Records from a data source:
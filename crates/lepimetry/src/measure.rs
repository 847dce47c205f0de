//! Landmark distances in pixels and millimeters.

use std::collections::BTreeMap;

use lepimetry_core::{FailureKind, Pixel};
use lepimetry_ruler::TickConvention;
use lepimetry_wings::LandmarkSet;
use serde::{Deserialize, Serialize};

/// Parameters for [`MeasurementCalculator`].
#[derive(Clone, Debug, Serialize, Deserialize)]
pub struct MeasurementParams {
    /// Physical interval between adjacent ruler ticks.
    pub convention: TickConvention,
    /// Decimal digits kept in reported values.
    pub decimals: u32,
}

impl Default for MeasurementParams {
    fn default() -> Self {
        Self {
            convention: TickConvention::HalfMillimeter,
            decimals: 2,
        }
    }
}

#[derive(thiserror::Error, Debug, Clone, PartialEq)]
pub enum MeasureError {
    #[error("tick spacing must be positive and finite, got {tick_spacing}")]
    InvalidScale { tick_spacing: f64 },
}

impl MeasureError {
    pub fn kind(&self) -> FailureKind {
        FailureKind::DegenerateSignal
    }
}

/// The six named distances of a specimen, in one unit.
#[derive(Clone, Copy, Debug, PartialEq, Serialize, Deserialize)]
pub struct DistanceSet {
    /// Left wing length (outer to inner).
    pub dist_l: f64,
    /// Right wing length (outer to inner).
    pub dist_r: f64,
    pub dist_l_center: f64,
    pub dist_r_center: f64,
    /// Outer-to-outer wing span.
    pub dist_span: f64,
    /// Inner-to-inner shoulder width.
    pub dist_shoulder: f64,
}

impl DistanceSet {
    pub const KEYS: [&'static str; 6] = [
        "dist_l",
        "dist_r",
        "dist_l_center",
        "dist_r_center",
        "dist_span",
        "dist_shoulder",
    ];

    /// Raw Euclidean pixel distances between landmarks.
    pub fn from_landmarks(lm: &LandmarkSet) -> Self {
        let d = |a: Pixel, b: Pixel| a.distance(b);
        Self {
            dist_l: d(lm.outer_pix_l, lm.inner_pix_l),
            dist_r: d(lm.outer_pix_r, lm.inner_pix_r),
            dist_l_center: d(lm.outer_pix_l, lm.body_center),
            dist_r_center: d(lm.outer_pix_r, lm.body_center),
            dist_span: d(lm.outer_pix_l, lm.outer_pix_r),
            dist_shoulder: d(lm.inner_pix_l, lm.inner_pix_r),
        }
    }

    pub fn values(&self) -> [f64; 6] {
        [
            self.dist_l,
            self.dist_r,
            self.dist_l_center,
            self.dist_r_center,
            self.dist_span,
            self.dist_shoulder,
        ]
    }

    fn map(&self, f: impl Fn(f64) -> f64) -> Self {
        Self {
            dist_l: f(self.dist_l),
            dist_r: f(self.dist_r),
            dist_l_center: f(self.dist_l_center),
            dist_r_center: f(self.dist_r_center),
            dist_span: f(self.dist_span),
            dist_shoulder: f(self.dist_shoulder),
        }
    }

    /// Keyed view for CSV/JSON writers.
    pub fn to_map(&self) -> BTreeMap<String, f64> {
        Self::KEYS
            .iter()
            .zip(self.values())
            .map(|(k, v)| (k.to_string(), v))
            .collect()
    }
}

/// Pixel and millimeter distances of one specimen.
#[derive(Clone, Copy, Debug, PartialEq, Serialize, Deserialize)]
pub struct Measurements {
    pub pixels: DistanceSet,
    pub millimeters: DistanceSet,
}

/// Converts landmarks into reported distances.
#[derive(Clone, Debug, Default)]
pub struct MeasurementCalculator {
    params: MeasurementParams,
}

impl MeasurementCalculator {
    pub fn new(params: MeasurementParams) -> Self {
        Self { params }
    }

    #[inline]
    pub fn params(&self) -> &MeasurementParams {
        &self.params
    }

    /// Measure `landmarks` given the ruler's tick spacing in pixels.
    ///
    /// Millimeters are pixels divided by `tick_spacing / tick_mm`, so with
    /// half-millimeter ticks one millimeter spans `2 * tick_spacing` pixels.
    pub fn measure(
        &self,
        landmarks: &LandmarkSet,
        tick_spacing: f64,
    ) -> Result<Measurements, MeasureError> {
        if !(tick_spacing.is_finite() && tick_spacing > 0.0) {
            return Err(MeasureError::InvalidScale { tick_spacing });
        }
        let px_per_mm = tick_spacing / self.params.convention.tick_mm();

        let raw = DistanceSet::from_landmarks(landmarks);
        let factor = 10f64.powi(self.params.decimals as i32);
        let round = |v: f64| (v * factor).round() / factor;

        Ok(Measurements {
            pixels: raw.map(round),
            millimeters: raw.map(|v| round(v / px_per_mm)),
        })
    }
}

#[cfg(test)]
mod tests {
    use super::*;
    use approx::assert_relative_eq;

    fn landmarks() -> LandmarkSet {
        LandmarkSet {
            outer_pix_l: Pixel::new(0, -4),
            inner_pix_l: Pixel::new(0, -1),
            outer_pix_r: Pixel::new(0, 5),
            inner_pix_r: Pixel::new(0, 1),
            body_center: Pixel::new(0, 0),
        }
    }

    fn expected_pixels() -> DistanceSet {
        DistanceSet {
            dist_l: 3.0,
            dist_r: 4.0,
            dist_l_center: 4.0,
            dist_r_center: 5.0,
            dist_span: 9.0,
            dist_shoulder: 2.0,
        }
    }

    fn calculator(convention: TickConvention) -> MeasurementCalculator {
        MeasurementCalculator::new(MeasurementParams {
            convention,
            ..MeasurementParams::default()
        })
    }

    #[test]
    fn unit_spacing_with_millimeter_ticks_keeps_values() {
        let m = calculator(TickConvention::Millimeter)
            .measure(&landmarks(), 1.0)
            .expect("valid scale");
        assert_eq!(m.pixels, expected_pixels());
        assert_eq!(m.millimeters, expected_pixels());
    }

    #[test]
    fn doubled_spacing_with_millimeter_ticks_halves_values() {
        let m = calculator(TickConvention::Millimeter)
            .measure(&landmarks(), 2.0)
            .expect("valid scale");
        assert_eq!(m.pixels, expected_pixels());
        assert_eq!(
            m.millimeters.values(),
            [1.5, 2.0, 2.0, 2.5, 4.5, 1.0]
        );
    }

    #[test]
    fn half_millimeter_ticks_scale_every_distance_alike() {
        let calc = MeasurementCalculator::default();
        let one = calc.measure(&landmarks(), 1.0).expect("valid scale");
        let two = calc.measure(&landmarks(), 2.0).expect("valid scale");
        for ((px, mm1), mm2) in one
            .pixels
            .values()
            .into_iter()
            .zip(one.millimeters.values())
            .zip(two.millimeters.values())
        {
            assert_relative_eq!(mm1, px / 2.0);
            assert_relative_eq!(mm2, px / 4.0);
        }
    }

    #[test]
    fn values_are_rounded() {
        let lm = LandmarkSet {
            outer_pix_l: Pixel::new(0, 0),
            inner_pix_l: Pixel::new(1, 1),
            ..landmarks()
        };
        let m = calculator(TickConvention::Millimeter)
            .measure(&lm, 3.0)
            .expect("valid scale");
        assert_eq!(m.pixels.dist_l, 1.41);
        assert_eq!(m.millimeters.dist_l, 0.47);
    }

    #[test]
    fn non_positive_spacing_is_rejected() {
        let calc = MeasurementCalculator::default();
        assert!(calc.measure(&landmarks(), 0.0).is_err());
        assert!(calc.measure(&landmarks(), f64::NAN).is_err());
    }

    #[test]
    fn keyed_map_uses_fixed_names() {
        let map = expected_pixels().to_map();
        assert_eq!(map.len(), 6);
        assert_eq!(map["dist_span"], 9.0);
        assert_eq!(map["dist_shoulder"], 2.0);
    }
}
//! Boundary extraction and smoothing for labeled specimen regions.
//!
//! - [`trace_boundary`] walks the 8-neighborhood of a [`Region`](lepimetry_core::Region)
//!   and returns its closed outer boundary.
//! - [`smooth_contour`] band-limits that boundary in the Fourier domain to
//!   remove the staircase noise of rasterized silhouettes.
//! - [`FourierDescriptors`] exposes the kept coefficients as values.

mod fourier;
mod moore;

pub use fourier::{smooth_contour, FourierDescriptors, SmoothingParams};
pub use moore::{trace_boundary, Boundary};

use lepimetry_core::{FailureKind, Pixel};

/// Errors returned by contour tracing and smoothing.
#[derive(thiserror::Error, Debug, Clone, PartialEq)]
pub enum ContourError {
    #[error("region has no pixels")]
    EmptyRegion,
    #[error("boundary has no points")]
    EmptyBoundary,
    #[error("boundary walk lost its backtrack pixel at ({}, {})", at.y, at.x)]
    LostBacktrack { at: Pixel },
    #[error("boundary walk did not close after {steps} steps")]
    Unclosed { steps: usize },
}

impl ContourError {
    pub fn kind(&self) -> FailureKind {
        match self {
            ContourError::EmptyRegion | ContourError::EmptyBoundary => {
                FailureKind::DetectionFailure
            }
            ContourError::LostBacktrack { .. } | ContourError::Unclosed { .. } => {
                FailureKind::AmbiguousGeometry
            }
        }
    }
}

## Work instruction
What lines in the entries above hold "MeasureError"? Copy every one.

## Reply to the task
pub enum MeasureError {
impl MeasureError {
    ) -> Result<Measurements, MeasureError> {
            return Err(MeasureError::InvalidScale { tick_spacing });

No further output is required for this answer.